Dataset entries
* * * * *
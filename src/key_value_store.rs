//! Key-value store clients: one file per record, named by key with an
//! extension inferred from the record's content type.

use std::path::PathBuf;

use tracing::debug;

use crate::config;
use crate::error::{Result, StorageError};
use crate::models::{fs_datetime, KeyInfo, KeyListing, KeyValueStoreInfo, Record};

/// Key page size when the caller does not specify one.
pub const DEFAULT_LIST_KEYS_LIMIT: u64 = 1000;

/// Longest accepted record key.
const MAX_KEY_LENGTH: usize = 256;

/// Options for [`KeyValueStoreClient::list_keys`].
#[derive(Debug, Clone, Default)]
pub struct ListKeysOptions {
    pub limit: Option<u64>,
    /// Return only keys lexicographically greater than this one.
    pub exclusive_start_key: Option<String>,
}

/// Client for one named key-value store.
pub struct KeyValueStoreClient {
    name: String,
    stores_dir: PathBuf,
}

impl KeyValueStoreClient {
    pub(crate) fn new(name: String, stores_dir: PathBuf) -> Self {
        Self { name, stores_dir }
    }

    pub fn name(&self) -> &str {
        &self.name
    }

    fn store_dir(&self) -> PathBuf {
        self.stores_dir.join(&self.name)
    }

    fn existing_dir(&self) -> Result<PathBuf> {
        let dir = self.store_dir();
        if dir.is_dir() {
            Ok(dir)
        } else {
            Err(StorageError::NotFound(dir))
        }
    }

    /// Store metadata from directory timestamps.
    pub async fn get(&self) -> Result<KeyValueStoreInfo> {
        let dir = self.existing_dir()?;
        let metadata = tokio::fs::metadata(&dir)
            .await
            .map_err(|err| StorageError::io(&dir, err))?;
        Ok(KeyValueStoreInfo {
            id: self.name.clone(),
            name: self.name.clone(),
            created_at: fs_datetime(metadata.created()),
            modified_at: fs_datetime(metadata.modified()),
            accessed_at: fs_datetime(metadata.accessed()),
        })
    }

    /// Rename the store directory.
    pub async fn update(&mut self, new_name: &str) -> Result<KeyValueStoreInfo> {
        config::validate_container_name(new_name)?;
        if new_name == self.name {
            return self.get().await;
        }
        let old_dir = self.existing_dir()?;
        let new_dir = self.stores_dir.join(new_name);
        if new_dir.exists() {
            return Err(StorageError::NameConflict(
                "Key-value store name is not unique.".to_string(),
            ));
        }
        tokio::fs::rename(&old_dir, &new_dir)
            .await
            .map_err(|err| StorageError::io(&old_dir, err))?;
        self.name = new_name.to_string();
        self.get().await
    }

    /// Remove the store and all its records.
    pub async fn delete(&self) -> Result<()> {
        let dir = self.existing_dir()?;
        tokio::fs::remove_dir_all(&dir)
            .await
            .map_err(|err| StorageError::io(&dir, err))
    }

    /// Fetch a record; the content type is inferred back from the stored
    /// file's extension.
    pub async fn get_record(&self, key: &str) -> Result<Option<Record>> {
        validate_key(key)?;
        let dir = self.existing_dir()?;
        let Some(path) = record_file(&dir, key).await? else {
            return Ok(None);
        };
        let value = tokio::fs::read(&path)
            .await
            .map_err(|err| StorageError::io(&path, err))?;
        let extension = path
            .extension()
            .and_then(|ext| ext.to_str())
            .unwrap_or("bin");
        Ok(Some(Record {
            key: key.to_string(),
            value,
            content_type: extension_to_content_type(extension).to_string(),
        }))
    }

    /// Write a record as `<key>.<ext>`, replacing any previous value
    /// stored under the same key (even under a different extension).
    pub async fn set_record(&self, record: &Record) -> Result<()> {
        validate_key(&record.key)?;
        let dir = self.existing_dir()?;

        if let Some(previous) = record_file(&dir, &record.key).await? {
            tokio::fs::remove_file(&previous)
                .await
                .map_err(|err| StorageError::io(&previous, err))?;
        }

        let extension = content_type_to_extension(&record.content_type);
        let path = dir.join(format!("{}.{extension}", record.key));
        tokio::fs::write(&path, &record.value)
            .await
            .map_err(|err| StorageError::io(&path, err))?;
        debug!(store = %self.name, key = %record.key, "set key-value record");
        Ok(())
    }

    /// Remove a record. Missing keys are a no-op, matching the remote
    /// service.
    pub async fn delete_record(&self, key: &str) -> Result<()> {
        validate_key(key)?;
        let dir = self.existing_dir()?;
        if let Some(path) = record_file(&dir, key).await? {
            tokio::fs::remove_file(&path)
                .await
                .map_err(|err| StorageError::io(&path, err))?;
        }
        Ok(())
    }

    /// List keys in lexicographic order with cursor-style paging.
    pub async fn list_keys(&self, options: ListKeysOptions) -> Result<KeyListing> {
        let dir = self.existing_dir()?;
        let limit = options.limit.unwrap_or(DEFAULT_LIST_KEYS_LIMIT);

        let mut keys = Vec::new();
        let mut entries = tokio::fs::read_dir(&dir)
            .await
            .map_err(|err| StorageError::io(&dir, err))?;
        while let Some(entry) = entries
            .next_entry()
            .await
            .map_err(|err| StorageError::io(&dir, err))?
        {
            let path = entry.path();
            if !path.is_file() {
                continue;
            }
            let Some(stem) = path.file_stem().and_then(|stem| stem.to_str()) else {
                continue;
            };
            let size = entry
                .metadata()
                .await
                .map_err(|err| StorageError::io(&path, err))?
                .len();
            keys.push(KeyInfo {
                key: stem.to_string(),
                size,
            });
        }
        keys.sort_unstable_by(|a, b| a.key.cmp(&b.key));

        if let Some(start) = &options.exclusive_start_key {
            keys.retain(|info| info.key.as_str() > start.as_str());
        }

        let is_truncated = keys.len() as u64 > limit;
        keys.truncate(limit as usize);
        let next_exclusive_start_key = if is_truncated {
            keys.last().map(|info| info.key.clone())
        } else {
            None
        };

        Ok(KeyListing {
            count: keys.len() as u64,
            items: keys,
            limit,
            exclusive_start_key: options.exclusive_start_key,
            is_truncated,
            next_exclusive_start_key,
        })
    }
}

/// Client for the key-value store collection.
pub struct KeyValueStoreCollectionClient {
    stores_dir: PathBuf,
}

impl KeyValueStoreCollectionClient {
    pub(crate) fn new(stores_dir: PathBuf) -> Self {
        Self { stores_dir }
    }

    /// Ensure the store directory exists, then return its info.
    pub async fn get_or_create(&self, name: &str) -> Result<KeyValueStoreInfo> {
        config::validate_container_name(name)?;
        let dir = self.stores_dir.join(name);
        tokio::fs::create_dir_all(&dir)
            .await
            .map_err(|err| StorageError::io(&dir, err))?;
        KeyValueStoreClient::new(name.to_string(), self.stores_dir.clone())
            .get()
            .await
    }
}

/// Find the file storing `key`, whatever extension it was written with.
async fn record_file(dir: &PathBuf, key: &str) -> Result<Option<PathBuf>> {
    let mut entries = tokio::fs::read_dir(dir)
        .await
        .map_err(|err| StorageError::io(dir, err))?;
    while let Some(entry) = entries
        .next_entry()
        .await
        .map_err(|err| StorageError::io(dir, err))?
    {
        let path = entry.path();
        if path.is_file() && path.file_stem().and_then(|stem| stem.to_str()) == Some(key) {
            return Ok(Some(path));
        }
    }
    Ok(None)
}

fn validate_key(key: &str) -> Result<()> {
    if key.is_empty() || key.len() > MAX_KEY_LENGTH {
        return Err(StorageError::InvalidArgument(format!(
            "Record key must be 1 to {MAX_KEY_LENGTH} characters long."
        )));
    }
    let valid = key
        .chars()
        .all(|c| c.is_ascii_alphanumeric() || matches!(c, '!' | '-' | '_' | '.' | '\'' | '(' | ')'));
    if !valid {
        return Err(StorageError::InvalidArgument(format!(
            "Record key contains invalid characters: {key}"
        )));
    }
    Ok(())
}

/// Map a content type to the extension records are stored under.
fn content_type_to_extension(content_type: &str) -> &'static str {
    let essence = content_type
        .split(';')
        .next()
        .unwrap_or_default()
        .trim()
        .to_ascii_lowercase();
    match essence.as_str() {
        "application/json" => "json",
        "application/xml" | "text/xml" => "xml",
        "application/pdf" => "pdf",
        "application/zip" => "zip",
        "application/gzip" => "gz",
        "text/html" => "html",
        "text/plain" => "txt",
        "text/csv" => "csv",
        "image/jpeg" => "jpg",
        "image/png" => "png",
        "image/gif" => "gif",
        _ => "bin",
    }
}

/// Inverse of [`content_type_to_extension`] for reads.
fn extension_to_content_type(extension: &str) -> &'static str {
    match extension.to_ascii_lowercase().as_str() {
        "json" => "application/json; charset=utf-8",
        "xml" => "application/xml",
        "pdf" => "application/pdf",
        "zip" => "application/zip",
        "gz" => "application/gzip",
        "html" => "text/html; charset=utf-8",
        "txt" => "text/plain; charset=utf-8",
        "csv" => "text/csv; charset=utf-8",
        "jpg" | "jpeg" => "image/jpeg",
        "png" => "image/png",
        "gif" => "image/gif",
        _ => "application/octet-stream",
    }
}

#[cfg(test)]
mod tests {
    use super::*;

    #[test]
    fn test_extension_round_trip() {
        assert_eq!(
            content_type_to_extension("application/json; charset=utf-8"),
            "json"
        );
        assert_eq!(content_type_to_extension("text/plain"), "txt");
        assert_eq!(content_type_to_extension("application/x-unknown"), "bin");
        assert_eq!(
            extension_to_content_type("json"),
            "application/json; charset=utf-8"
        );
        assert_eq!(extension_to_content_type("weird"), "application/octet-stream");
    }

    #[test]
    fn test_validate_key() {
        assert!(validate_key("INPUT").is_ok());
        assert!(validate_key("my-key_1.json('!')").is_ok());
        assert!(validate_key("").is_err());
        assert!(validate_key("has space").is_err());
        assert!(validate_key(&"x".repeat(300)).is_err());
    }
}
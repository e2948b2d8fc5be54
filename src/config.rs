//! Storage root configuration.

use std::env;
use std::path::{Path, PathBuf};

/// Environment variable overriding the storage root directory.
pub const ENV_STORAGE_DIR: &str = "APIFY_LOCAL_STORAGE_DIR";

/// Environment variable toggling SQLite WAL journaling. Any value other
/// than `false`/`0` leaves WAL enabled.
pub const ENV_ENABLE_WAL_MODE: &str = "APIFY_LOCAL_STORAGE_ENABLE_WAL_MODE";

/// Default storage root when no override is configured.
pub const DEFAULT_STORAGE_DIR: &str = "./apify_storage";

/// Name of the default container in each storage family.
pub const DEFAULT_CONTAINER_NAME: &str = "default";

/// Storage root settings.
#[derive(Debug, Clone)]
pub struct StorageConfig {
    /// Root directory holding the three storage-family subdirectories.
    pub storage_dir: PathBuf,
    /// Whether queue databases are opened in WAL mode.
    pub enable_wal_mode: bool,
}

impl Default for StorageConfig {
    fn default() -> Self {
        let storage_dir = env::var(ENV_STORAGE_DIR)
            .map(PathBuf::from)
            .unwrap_or_else(|_| PathBuf::from(DEFAULT_STORAGE_DIR));

        let enable_wal_mode = env::var(ENV_ENABLE_WAL_MODE)
            .map(|v| !matches!(v.trim().to_ascii_lowercase().as_str(), "false" | "0"))
            .unwrap_or(true);

        Self {
            storage_dir,
            enable_wal_mode,
        }
    }
}

impl StorageConfig {
    /// Create a config rooted at the given directory, ignoring environment
    /// overrides.
    pub fn with_storage_dir(storage_dir: impl Into<PathBuf>) -> Self {
        Self {
            storage_dir: storage_dir.into(),
            enable_wal_mode: true,
        }
    }

    /// Directory holding the dataset containers.
    pub fn datasets_dir(&self) -> PathBuf {
        self.storage_dir.join("datasets")
    }

    /// Directory holding the key-value store containers.
    pub fn key_value_stores_dir(&self) -> PathBuf {
        self.storage_dir.join("key_value_stores")
    }

    /// Directory holding the request queue containers.
    pub fn request_queues_dir(&self) -> PathBuf {
        self.storage_dir.join("request_queues")
    }

    /// Path of a single queue's database file.
    pub fn queue_db_path(&self, queue_name: &str) -> PathBuf {
        self.request_queues_dir().join(queue_name).join("db.sqlite")
    }
}

/// Path of the database file inside an already-resolved queue directory.
pub(crate) fn db_path_in(queue_dir: &Path) -> PathBuf {
    queue_dir.join("db.sqlite")
}

/// Container names become directory names, so they must not traverse.
pub(crate) fn validate_container_name(name: &str) -> crate::Result<()> {
    if name.is_empty() {
        return Err(crate::StorageError::InvalidArgument(
            "Storage name must not be empty.".to_string(),
        ));
    }
    if name.contains(['/', '\\']) || name == "." || name == ".." {
        return Err(crate::StorageError::InvalidArgument(format!(
            "Storage name must not contain path separators: {name}"
        )));
    }
    Ok(())
}

#[cfg(test)]
mod tests {
    use super::*;

    #[test]
    fn test_default_storage_dir() {
        // The env vars are process-global, so only assert the fallback when
        // the harness has not set them.
        if env::var(ENV_STORAGE_DIR).is_err() {
            let config = StorageConfig::default();
            assert_eq!(config.storage_dir, PathBuf::from(DEFAULT_STORAGE_DIR));
        }
    }

    #[test]
    fn test_family_dirs() {
        let config = StorageConfig::with_storage_dir("/tmp/storage");
        assert_eq!(config.datasets_dir(), PathBuf::from("/tmp/storage/datasets"));
        assert_eq!(
            config.key_value_stores_dir(),
            PathBuf::from("/tmp/storage/key_value_stores")
        );
        assert_eq!(
            config.queue_db_path("default"),
            PathBuf::from("/tmp/storage/request_queues/default/db.sqlite")
        );
    }
}
//! Process-wide cache of SQLite connections, one writer per database file.
//!
//! Every queue lives in its own database file and all access to that file
//! goes through a single cached [`Connection`]. That honors SQLite's
//! single-writer discipline while still allowing any number of queues per
//! process. Pragmas are applied once, when the connection is opened.

use std::collections::HashMap;
use std::path::{Path, PathBuf};
use std::sync::{Arc, Mutex, MutexGuard, OnceLock, PoisonError};
use std::time::Duration;

use rusqlite::Connection;

use crate::error::{Result, StorageError};

/// Shared handle to one queue's database connection.
pub type DbHandle = Arc<Mutex<Connection>>;

const BUSY_TIMEOUT: Duration = Duration::from_millis(5_000);

static GLOBAL: OnceLock<ConnectionCache> = OnceLock::new();

/// Cache mapping database-file paths to open connections.
///
/// Cheap to clone; clones share the same cache. Tests inject their own
/// instance, everything else uses [`ConnectionCache::global`].
#[derive(Clone)]
pub struct ConnectionCache {
    inner: Arc<Mutex<CacheInner>>,
}

struct CacheInner {
    handles: HashMap<PathBuf, DbHandle>,
    wal_mode: bool,
}

impl Default for ConnectionCache {
    fn default() -> Self {
        Self::new(true)
    }
}

impl ConnectionCache {
    pub fn new(wal_mode: bool) -> Self {
        Self {
            inner: Arc::new(Mutex::new(CacheInner {
                handles: HashMap::new(),
                wal_mode,
            })),
        }
    }

    /// The lazily-initialized process-wide cache.
    pub fn global() -> ConnectionCache {
        GLOBAL.get_or_init(ConnectionCache::default).clone()
    }

    /// Return the cached handle for `path`, opening it if necessary.
    ///
    /// Fails with [`StorageError::NotFound`] when the parent directory is
    /// missing, so callers can tell an absent queue from a broken database.
    pub fn open(&self, path: &Path) -> Result<DbHandle> {
        self.open_with(path, |_| Ok(()))
    }

    /// Like [`open`](Self::open), but runs `init` on the connection when a
    /// fresh one was actually opened. Cached handles skip `init`.
    pub fn open_with(
        &self,
        path: &Path,
        init: impl FnOnce(&Connection) -> Result<()>,
    ) -> Result<DbHandle> {
        let mut inner = self.lock();

        if let Some(handle) = inner.handles.get(path) {
            return Ok(Arc::clone(handle));
        }

        match path.parent() {
            Some(parent) if parent.as_os_str().is_empty() || parent.is_dir() => {}
            Some(parent) => return Err(StorageError::NotFound(parent.to_path_buf())),
            None => return Err(StorageError::NotFound(path.to_path_buf())),
        }

        let conn = Connection::open(path)?;
        apply_pragmas(&conn, inner.wal_mode)?;
        init(&conn)?;

        let handle: DbHandle = Arc::new(Mutex::new(conn));
        inner.handles.insert(path.to_path_buf(), Arc::clone(&handle));
        Ok(handle)
    }

    /// Drop the cached handle for `path`. The connection closes once the
    /// last outstanding clone of the handle is dropped. No-op when absent.
    pub fn close(&self, path: &Path) {
        self.lock().handles.remove(path);
    }

    /// Drop every cached handle.
    pub fn close_all(&self) {
        self.lock().handles.clear();
    }

    /// Journal mode for connections opened after this call. Already-open
    /// handles keep the mode they were opened with.
    pub fn set_wal_mode(&self, wal_mode: bool) {
        self.lock().wal_mode = wal_mode;
    }

    fn lock(&self) -> MutexGuard<'_, CacheInner> {
        self.inner.lock().unwrap_or_else(PoisonError::into_inner)
    }
}

fn apply_pragmas(conn: &Connection, wal_mode: bool) -> Result<()> {
    conn.busy_timeout(BUSY_TIMEOUT)?;
    conn.execute_batch("PRAGMA foreign_keys = ON;")?;
    let mode = if wal_mode { "WAL" } else { "DELETE" };
    conn.execute_batch(&format!("PRAGMA journal_mode = {mode};"))?;
    Ok(())
}

#[cfg(test)]
mod tests {
    use super::*;
    use tempfile::TempDir;

    #[test]
    fn test_open_caches_handle() {
        let dir = TempDir::new().unwrap();
        let cache = ConnectionCache::default();
        let path = dir.path().join("db.sqlite");

        let first = cache.open(&path).unwrap();
        let second = cache.open(&path).unwrap();
        assert!(Arc::ptr_eq(&first, &second));

        cache.close(&path);
        let third = cache.open(&path).unwrap();
        assert!(!Arc::ptr_eq(&first, &third));
    }

    #[test]
    fn test_missing_parent_dir_is_not_found() {
        let dir = TempDir::new().unwrap();
        let cache = ConnectionCache::default();
        let path = dir.path().join("missing").join("db.sqlite");

        match cache.open(&path) {
            Err(StorageError::NotFound(_)) => {}
            other => panic!("expected NotFound, got {other:?}"),
        }
    }

    #[test]
    fn test_init_runs_once() {
        let dir = TempDir::new().unwrap();
        let cache = ConnectionCache::default();
        let path = dir.path().join("db.sqlite");
        let mut runs = 0;

        cache
            .open_with(&path, |_| {
                runs += 1;
                Ok(())
            })
            .unwrap();
        cache
            .open_with(&path, |_| {
                runs += 1;
                Ok(())
            })
            .unwrap();

        assert_eq!(runs, 1);
    }

    #[test]
    fn test_wal_mode_toggle_affects_new_handles() {
        let dir = TempDir::new().unwrap();
        let cache = ConnectionCache::default();
        let path = dir.path().join("db.sqlite");

        cache.set_wal_mode(false);
        let handle = cache.open(&path).unwrap();
        let conn = handle.lock().unwrap();
        let mode: String = conn
            .query_row("PRAGMA journal_mode", [], |row| row.get(0))
            .unwrap();
        assert_eq!(mode.to_ascii_lowercase(), "delete");
    }
}
//! Shared setup for integration tests.

use apify_storage_local::{ApifyStorageLocal, ConnectionCache, StorageConfig};
use tempfile::TempDir;

/// Fresh storage in a temp directory with its own connection cache, so
/// tests stay isolated from each other and from the process-wide cache.
pub fn storage() -> (TempDir, ApifyStorageLocal) {
    let dir = TempDir::new().expect("create temp dir");
    let config = StorageConfig::with_storage_dir(dir.path());
    let storage = ApifyStorageLocal::with_config_and_cache(config, ConnectionCache::new(true));
    (dir, storage)
}
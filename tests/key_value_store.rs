//! Key-value store records: extension inference, round-trips, key paging.

mod common;

use apify_storage_local::{ListKeysOptions, Record, StorageError};
use serde_json::json;

async fn create_store(
    storage: &apify_storage_local::ApifyStorageLocal,
) -> apify_storage_local::KeyValueStoreClient {
    storage
        .key_value_stores()
        .unwrap()
        .get_or_create("store")
        .await
        .unwrap();
    storage.key_value_store("store").unwrap()
}

#[tokio::test]
async fn test_json_record_round_trip() {
    let (dir, storage) = common::storage();
    let store = create_store(&storage).await;

    let value = json!({"query": "rust sqlite", "page": 2});
    let record = Record::json("state", &value).unwrap();
    store.set_record(&record).await.unwrap();

    assert!(dir
        .path()
        .join("key_value_stores")
        .join("store")
        .join("state.json")
        .is_file());

    let loaded = store.get_record("state").await.unwrap().expect("record");
    assert_eq!(loaded.key, "state");
    assert_eq!(loaded.content_type, "application/json; charset=utf-8");
    assert_eq!(loaded.as_json().unwrap(), value);
}

#[tokio::test]
async fn test_text_and_binary_records() {
    let (dir, storage) = common::storage();
    let store = create_store(&storage).await;

    store
        .set_record(&Record::text("notes", "hello"))
        .await
        .unwrap();
    let loaded = store.get_record("notes").await.unwrap().expect("record");
    assert_eq!(loaded.value, b"hello");
    assert_eq!(loaded.content_type, "text/plain; charset=utf-8");

    let binary = Record {
        key: "blob".to_string(),
        value: vec![0, 159, 146, 150],
        content_type: "application/octet-stream".to_string(),
    };
    store.set_record(&binary).await.unwrap();
    let store_dir = dir.path().join("key_value_stores").join("store");
    assert!(store_dir.join("blob.bin").is_file());
    let loaded = store.get_record("blob").await.unwrap().expect("record");
    assert_eq!(loaded.value, binary.value);
}

#[tokio::test]
async fn test_set_record_replaces_previous_extension() {
    let (dir, storage) = common::storage();
    let store = create_store(&storage).await;

    store
        .set_record(&Record::json("state", &json!({"a": 1})).unwrap())
        .await
        .unwrap();
    store
        .set_record(&Record::text("state", "now text"))
        .await
        .unwrap();

    let store_dir = dir.path().join("key_value_stores").join("store");
    assert!(!store_dir.join("state.json").exists());
    assert!(store_dir.join("state.txt").is_file());

    let loaded = store.get_record("state").await.unwrap().expect("record");
    assert_eq!(loaded.content_type, "text/plain; charset=utf-8");
}

#[tokio::test]
async fn test_missing_and_deleted_records() {
    let (_dir, storage) = common::storage();
    let store = create_store(&storage).await;

    assert!(store.get_record("absent").await.unwrap().is_none());

    store
        .set_record(&Record::text("gone", "bye"))
        .await
        .unwrap();
    store.delete_record("gone").await.unwrap();
    assert!(store.get_record("gone").await.unwrap().is_none());

    // Deleting a missing record is a no-op.
    store.delete_record("gone").await.unwrap();
}

#[tokio::test]
async fn test_key_validation() {
    let (_dir, storage) = common::storage();
    let store = create_store(&storage).await;

    assert!(matches!(
        store.get_record("").await,
        Err(StorageError::InvalidArgument(_))
    ));
    assert!(matches!(
        store.set_record(&Record::text("bad key", "x")).await,
        Err(StorageError::InvalidArgument(_))
    ));
}

#[tokio::test]
async fn test_list_keys_pagination() {
    let (_dir, storage) = common::storage();
    let store = create_store(&storage).await;

    for key in ["delta", "alpha", "echo", "bravo", "charlie"] {
        store.set_record(&Record::text(key, key)).await.unwrap();
    }

    let listing = store.list_keys(ListKeysOptions::default()).await.unwrap();
    let keys: Vec<_> = listing.items.iter().map(|k| k.key.as_str()).collect();
    assert_eq!(keys, vec!["alpha", "bravo", "charlie", "delta", "echo"]);
    assert!(!listing.is_truncated);
    assert!(listing.next_exclusive_start_key.is_none());

    let listing = store
        .list_keys(ListKeysOptions {
            limit: Some(2),
            exclusive_start_key: None,
        })
        .await
        .unwrap();
    let keys: Vec<_> = listing.items.iter().map(|k| k.key.as_str()).collect();
    assert_eq!(keys, vec!["alpha", "bravo"]);
    assert!(listing.is_truncated);
    assert_eq!(listing.next_exclusive_start_key.as_deref(), Some("bravo"));

    let listing = store
        .list_keys(ListKeysOptions {
            limit: Some(2),
            exclusive_start_key: Some("bravo".to_string()),
        })
        .await
        .unwrap();
    let keys: Vec<_> = listing.items.iter().map(|k| k.key.as_str()).collect();
    assert_eq!(keys, vec!["charlie", "delta"]);
}

#[tokio::test]
async fn test_rename_and_delete_store() {
    let (dir, storage) = common::storage();
    storage
        .key_value_stores()
        .unwrap()
        .get_or_create("first")
        .await
        .unwrap();
    let mut store = storage.key_value_store("first").unwrap();
    store.set_record(&Record::text("k", "v")).await.unwrap();

    let info = store.update("second").await.unwrap();
    assert_eq!(info.name, "second");
    let family = dir.path().join("key_value_stores");
    assert!(family.join("second").join("k.txt").is_file());
    assert!(!family.join("first").exists());

    store.delete().await.unwrap();
    assert!(!family.join("second").exists());
    assert!(matches!(store.get().await, Err(StorageError::NotFound(_))));
}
* * * * *
### Prompt
Copy out the range of lines above starting at the line with "let mode = if" and ending at the line with "let second = cache.open(&path).unwrap();", exactly and including both.

### Output below
    let mode = if wal_mode { "WAL" } else { "DELETE" };
    conn.execute_batch(&format!("PRAGMA journal_mode = {mode};"))?;
    Ok(())
}

#[cfg(test)]
mod tests {
    use super::*;
    use tempfile::TempDir;

    #[test]
    fn test_open_caches_handle() {
        let dir = TempDir::new().unwrap();
        let cache = ConnectionCache::default();
        let path = dir.path().join("db.sqlite");

        let first = cache.open(&path).unwrap();
        let second = cache.open(&path).unwrap();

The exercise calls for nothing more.